Work to be completed — For each line in the data that includes "self", make a copy.

The data —
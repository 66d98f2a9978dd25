//! Shared fixtures for the test modules.
//!
//! A miniature tagged corpus, a lexicon covering its tokens and
//! helpers that assemble the resources, configurations and temporary
//! corpus files the tests run against.

use std::io::Write;

use tempfile::NamedTempFile;

use crate::analyzer::LexiconAnalyzer;
use crate::config::{ModelConfig, TrainConfig};
use crate::encoder::SampleEncoder;
use crate::resources::TaggerResources;

/// Three tagged sentences of lengths 3, 5 and 2.
pub(crate) const TEST_CORPUS: &str = "\
Мама\tмама\tNOUN\tAnimacy=Anim|Case=Nom|Gender=Fem|Number=Sing
мыла\tмыть\tVERB\tAspect=Imp|Gender=Fem|Mood=Ind|Number=Sing|Tense=Past
раму\tрама\tNOUN\tAnimacy=Inan|Case=Acc|Gender=Fem|Number=Sing

Кот\tкот\tNOUN\tAnimacy=Anim|Case=Nom|Gender=Masc|Number=Sing
спит\tспать\tVERB\tAspect=Imp|Mood=Ind|Number=Sing|Person=3|Tense=Pres
и\tи\tCCONJ\t_
видит\tвидеть\tVERB\tAspect=Imp|Mood=Ind|Number=Sing|Person=3|Tense=Pres
сон\tсон\tNOUN\tAnimacy=Inan|Case=Acc|Gender=Masc|Number=Sing

Она\tона\tPRON\tCase=Nom|Gender=Fem|Number=Sing
спит\tспать\tVERB\tAspect=Imp|Mood=Ind|Number=Sing|Person=3|Tense=Pres
";

/// A lexicon covering every corpus token, with one ambiguous form.
pub(crate) const TEST_LEXICON: &str = "\
мама\tмама\tNOUN\tAnimacy=Anim|Case=Nom|Gender=Fem|Number=Sing
мыла\tмыть\tVERB\tAspect=Imp|Gender=Fem|Mood=Ind|Number=Sing|Tense=Past
мыла\tмыло\tNOUN\tAnimacy=Inan|Case=Gen|Gender=Neut|Number=Sing
раму\tрама\tNOUN\tAnimacy=Inan|Case=Acc|Gender=Fem|Number=Sing
кот\tкот\tNOUN\tAnimacy=Anim|Case=Nom|Gender=Masc|Number=Sing
спит\tспать\tVERB\tAspect=Imp|Mood=Ind|Number=Sing|Person=3|Tense=Pres
и\tи\tCCONJ\t_
видит\tвидеть\tVERB\tAspect=Imp|Mood=Ind|Number=Sing|Person=3|Tense=Pres
сон\tсон\tNOUN\tAnimacy=Inan|Case=Acc|Gender=Masc|Number=Sing
она\tона\tPRON\tCase=Nom|Gender=Fem|Number=Sing
";

/// Resources and configurations assembled from the fixture corpus.
pub(crate) struct TestSetup {
    pub resources: TaggerResources,
    pub analyzer: LexiconAnalyzer,
    pub model: ModelConfig,
}

impl TestSetup {
    /// Returns an encoder over the fixture resources.
    pub fn encoder(&self) -> SampleEncoder<'_> {
        SampleEncoder::new(
            self.resources.grammemes_input(),
            self.resources.vocabulary(),
            self.resources.alphabet(),
            &self.analyzer,
            &self.model,
        )
    }
}

pub(crate) fn test_analyzer() -> LexiconAnalyzer {
    LexiconAnalyzer::from_reader(TEST_LEXICON.as_bytes()).unwrap()
}

pub(crate) fn test_setup() -> TestSetup {
    let analyzer = test_analyzer();
    let resources =
        TaggerResources::from_readers(vec![TEST_CORPUS.as_bytes()], &analyzer).unwrap();
    TestSetup {
        resources,
        analyzer,
        model: ModelConfig::default(),
    }
}

/// Writes the content to a temporary corpus file.
pub(crate) fn corpus_file(content: &str) -> NamedTempFile {
    let mut file = NamedTempFile::new().unwrap();
    file.write_all(content.as_bytes()).unwrap();
    file.flush().unwrap();
    file
}

/// A training configuration with the given batching parameters.
pub(crate) fn train_config(batch_size: usize, groups: Vec<(usize, usize)>) -> TrainConfig {
    TrainConfig {
        batch_size,
        sentence_len_groups: groups,
        ..TrainConfig::default()
    }
}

Answer below —
    pub fn encoder(&self) -> SampleEncoder<'_> {
            self.resources.grammemes_input(),
            self.resources.vocabulary(),
            self.resources.alphabet(),
            &self.analyzer,
            &self.model,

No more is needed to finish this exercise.